Diego Armando Maradona fue el mejor argentino en la actividad deportiva más popular del país. Y su nombre solía decirse completito, así, con primer nombre, segundo nombre y apellido. Como Ricardo Enrique Bochini, Claudio Paul Caniggia, Omar Arnaldo Palma o Rául de la Cruz Chaparro, otros ejemplos surgidos también del fútbol. Algo hay en eso. Decir los nombres completos de los futbolistas les da otro peso, otra carnadura existencial para sobrevivir entre otros tantos nombres de otras tantas actividades seguramente más importantes para la dinámica social e histórica de un país. Porque Belgrano es “Belgrano”, a lo sumo “Manuel Belgrano”, nunca “Manuel José Joaquín del Corazón de Jesús Belgrano”. San Martín es “San Martín” o “José de San Martín”, jamás “José Francisco de San Martín y Matorras”. Son nombres propios que alcanzan vuelo por la magnitud de sus hechos, son conceptos en sí mismos que no necesitan ser catapultados por inflamaciones verbales. El prócer que liberó a un continente o el patriota que creó la bandera no necesitan más que el apellido para perdurar. Un futbolista nunca podría ser tan importante como para alcanzar semejante trascendencia. Hasta que llegó “Maradona” como vocablo con varias acepciones. Una, como sinónimo de lo genial. Otra, como referente geográfico argentino, un GPS humano que ubicaba rápidamente al interlocutor extranjero en tiempo y espacio. Miles, millones de anécdotas de compatriotas sonaron por todo el mundo repitiendo la misma frase final: “¿Argentina? ¡Maradona!”. En boca de taxistas ucranianos, comerciantes griegos, relojeros namibios o buzos de Islas Fiji, nos llegaba la confirmación de que el mapa mental del mundo asimilaba que Argentina “era” Maradona.

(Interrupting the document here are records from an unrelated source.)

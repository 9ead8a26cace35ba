use crate::{
    member::model::{MemberProfile, WaitlistMember},
    Database,
};
use async_trait::async_trait;
use mongodb::{bson::doc, options::FindOptions};
use std::sync::Arc;
use utils::{AppError, AppResult};

pub type DynMemberRepository = Arc<dyn MemberRepositoryTrait + Send + Sync>;

// 主要用于Service中，表示提供了该Trait功能
#[async_trait]
pub trait MemberRepositoryTrait {
    // 新成员入库（twitter_id已存在时返回Conflict，邀请码冲突由唯一索引兜底）
    async fn create_member(&self, member: WaitlistMember) -> AppResult<WaitlistMember>;

    async fn find_by_twitter_id(&self, twitter_id: &str) -> AppResult<Option<WaitlistMember>>;

    async fn find_by_referral_code(&self, code: &str) -> AppResult<Option<WaitlistMember>>;

    // 每次登录时用最新的身份快照覆盖资料字段，邀请码/钱包/邀请人保持不变
    async fn refresh_profile(&self, twitter_id: &str, profile: &MemberProfile) -> AppResult<Option<WaitlistMember>>;

    async fn set_wallet_address(&self, twitter_id: &str, wallet_address: &str) -> AppResult<Option<WaitlistMember>>;

    // 仅在referred_by尚未设置时写入；返回是否真正发生了写入
    async fn attribute_referral(&self, twitter_id: &str, referrer_twitter_id: &str) -> AppResult<bool>;

    async fn count_members(&self) -> AppResult<u64>;

    // 统计cutoff时间戳之后注册的成员数
    async fn count_members_since(&self, cutoff: u64) -> AppResult<u64>;

    // 按粉丝数从高到低取前limit名
    async fn top_by_follower_count(&self, limit: i64) -> AppResult<Vec<WaitlistMember>>;
}

#[async_trait]
impl MemberRepositoryTrait for Database {
    async fn create_member(&self, member: WaitlistMember) -> AppResult<WaitlistMember> {
        let existing_member = self
            .members
            .find_one(doc! { "twitter_id": &member.twitter_id }, None)
            .await?;

        if existing_member.is_some() {
            return Err(AppError::Conflict(format!(
                "Member with twitter_id: {} already exists.",
                member.twitter_id
            )));
        }

        self.members.insert_one(&member, None).await?;

        Ok(member)
    }

    async fn find_by_twitter_id(&self, twitter_id: &str) -> AppResult<Option<WaitlistMember>> {
        let filter = doc! { "twitter_id": twitter_id };
        let member = self.members.find_one(filter, None).await?;

        Ok(member)
    }

    async fn find_by_referral_code(&self, code: &str) -> AppResult<Option<WaitlistMember>> {
        let filter = doc! { "referral_code": code };
        let member = self.members.find_one(filter, None).await?;

        Ok(member)
    }

    async fn refresh_profile(&self, twitter_id: &str, profile: &MemberProfile) -> AppResult<Option<WaitlistMember>> {
        let filter = doc! { "twitter_id": twitter_id };
        // follower_count与created_at一样按f64落库，避免NumberLong包装
        let update = doc! {
            "$set": {
                "handle": &profile.handle,
                "display_name": &profile.display_name,
                "avatar_url": &profile.avatar_url,
                "follower_count": profile.follower_count as f64,
                "is_verified": profile.is_verified,
            }
        };

        let result = self.members.update_one(filter.clone(), update, None).await?;
        if result.matched_count == 0 {
            return Ok(None);
        }

        Ok(self.members.find_one(filter, None).await?)
    }

    async fn set_wallet_address(&self, twitter_id: &str, wallet_address: &str) -> AppResult<Option<WaitlistMember>> {
        let filter = doc! { "twitter_id": twitter_id };
        let update = doc! { "$set": { "wallet_address": wallet_address } };

        let result = self.members.update_one(filter.clone(), update, None).await?;
        if result.matched_count == 0 {
            return Ok(None);
        }

        Ok(self.members.find_one(filter, None).await?)
    }

    async fn attribute_referral(&self, twitter_id: &str, referrer_twitter_id: &str) -> AppResult<bool> {
        // referred_by只允许从未设置变为已设置，条件更新保证并发下也不会覆盖
        let filter = doc! { "twitter_id": twitter_id, "referred_by": null };
        let update = doc! { "$set": { "referred_by": referrer_twitter_id } };

        let result = self.members.update_one(filter, update, None).await?;

        Ok(result.modified_count > 0)
    }

    async fn count_members(&self) -> AppResult<u64> {
        let count = self.members.count_documents(doc! {}, None).await?;

        Ok(count)
    }

    async fn count_members_since(&self, cutoff: u64) -> AppResult<u64> {
        let filter = doc! { "created_at": { "$gte": cutoff as f64 } };
        let count = self.members.count_documents(filter, None).await?;

        Ok(count)
    }

    async fn top_by_follower_count(&self, limit: i64) -> AppResult<Vec<WaitlistMember>> {
        let options = FindOptions::builder()
            .sort(doc! { "follower_count": -1 })
            .limit(limit)
            .build();

        let mut cursor = self.members.find(doc! {}, options).await?;
        let mut members = Vec::new();

        while cursor.advance().await? {
            members.push(cursor.deserialize_current()?);
        }

        Ok(members)
    }
}
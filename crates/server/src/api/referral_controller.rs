use crate::auth::AuthSession;
use crate::dtos::referral_dto::{AttributeReferralDto, AttributionResponse};
use crate::extractors::validation_extractor::ValidationExtractor;
use crate::services::Services;
use axum::{routing::post, Extension, Json, Router};
use utils::AppResult;

pub struct ReferralController;

impl ReferralController {
    pub fn app() -> Router {
        Router::new().route("/referral/attribute", post(attribute_referral))
    }
}

/// 绑定邀请关系
///
/// 把请求体里的邀请码归因到当前登录成员。已绑定过的成员返回200
/// 但applied=false，存量归因永不覆盖。
#[utoipa::path(
    post,
    path = "/api/v1/referral/attribute",
    tag = "referral",
    request_body = AttributeReferralDto,
    responses(
        (status = 200, description = "归因成功或已绑定（applied区分）", body = AttributionResponse),
        (status = 400, description = "邀请码缺失、无效或为本人邀请码"),
        (status = 401, description = "未登录"),
        (status = 404, description = "当前会话对应的成员记录不存在"),
        (status = 500, description = "存储层失败")
    )
)]
pub async fn attribute_referral(
    Extension(services): Extension<Services>,
    session: AuthSession,
    ValidationExtractor(req): ValidationExtractor<AttributeReferralDto>,
) -> AppResult<Json<AttributionResponse>> {
    // required校验已保证Some
    let code = req.referral_code.unwrap_or_default();

    let outcome = services.referral.attribute(&session.twitter_id, code.trim()).await?;

    Ok(Json(AttributionResponse {
        success: true,
        referrer: outcome.referrer_handle,
        applied: outcome.applied,
        member: outcome.member.into(),
    }))
}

Maradona debe de haber sido también el argentino más fotografiado de la historia. Hay imágenes suyas hermosas por todos lados. Y una de ellas, la del icónico rostro enrulado de su juventud, está ahora representada en la UNLa en una obra artística elaborada con todo amor por Dani López y los amigos del Área de Patrimonio Histórico. Porque, ¿es Maradona parte de nuestro patrimonio histórico? Reiteramos algo escrito en el primer párrafo: fue el mejor argentino en la actividad deportiva más popular del país. Solo ese dato concreto, despojado de cualquier barniz sentimental, puede ubicarlo tranquilamente en el castillo de cristal donde guardamos nuestros sueños (Charly García dixit). A propósito, Jorge Lanata alguna vez le preguntó a Charly:

-El otro día leí: “Si García hubiera nacido en otro país sería…” ¿Qué serías?

-Saddam Hussein. Hacer ese razonamiento es una grasada. Maradona es Maradona porque nació acá y yo también.

Figura de Maradona en la UNLa

Maradona es Maradona porque nació acá. No puede haber definición más perfecta. Y también dejó este mundo desde acá, mal, increíblemente triste y descuidado para alguien que lo tuvo todo, como si el capricho y la desidia también fueran un símbolo de la argentinidad.

El 25 de mayo se cumplen seis meses de su muerte. Y así, cada año, en el almanaque de los futboleros el Día de la Patria vendrá pegado con el “años y medio que se fue el Diego”. Ya no gambetea entre los vivos ni provoca con su decir. Pero ahí está Maradona. En un campus universitario, rodeado de naturaleza y a la espera de los estudiantes que pronto volverán, cuando la pandemia comience a ser un mal recuerdo y se puedan mezclar con su figura. Desde la UNLa llegará una de las respuestas posibles a la pregunta hecha por los directores Charles Esor y Jeremie Portal en el bello documental “Maradona, el pibe de oro”: “¿Cómo fundirse en la masa, ser solo uno con los suyos, que nunca lo traicionaron, como todos sus seguidores? ¿Qué imagen querrá que conserven de él? Sin duda, la de un futbolista sin par en el cuerpo de un hombre como los demás, que se equivocó, se desvió, exageró, pero que nunca traicionó la esperanza de los que se le parecen”.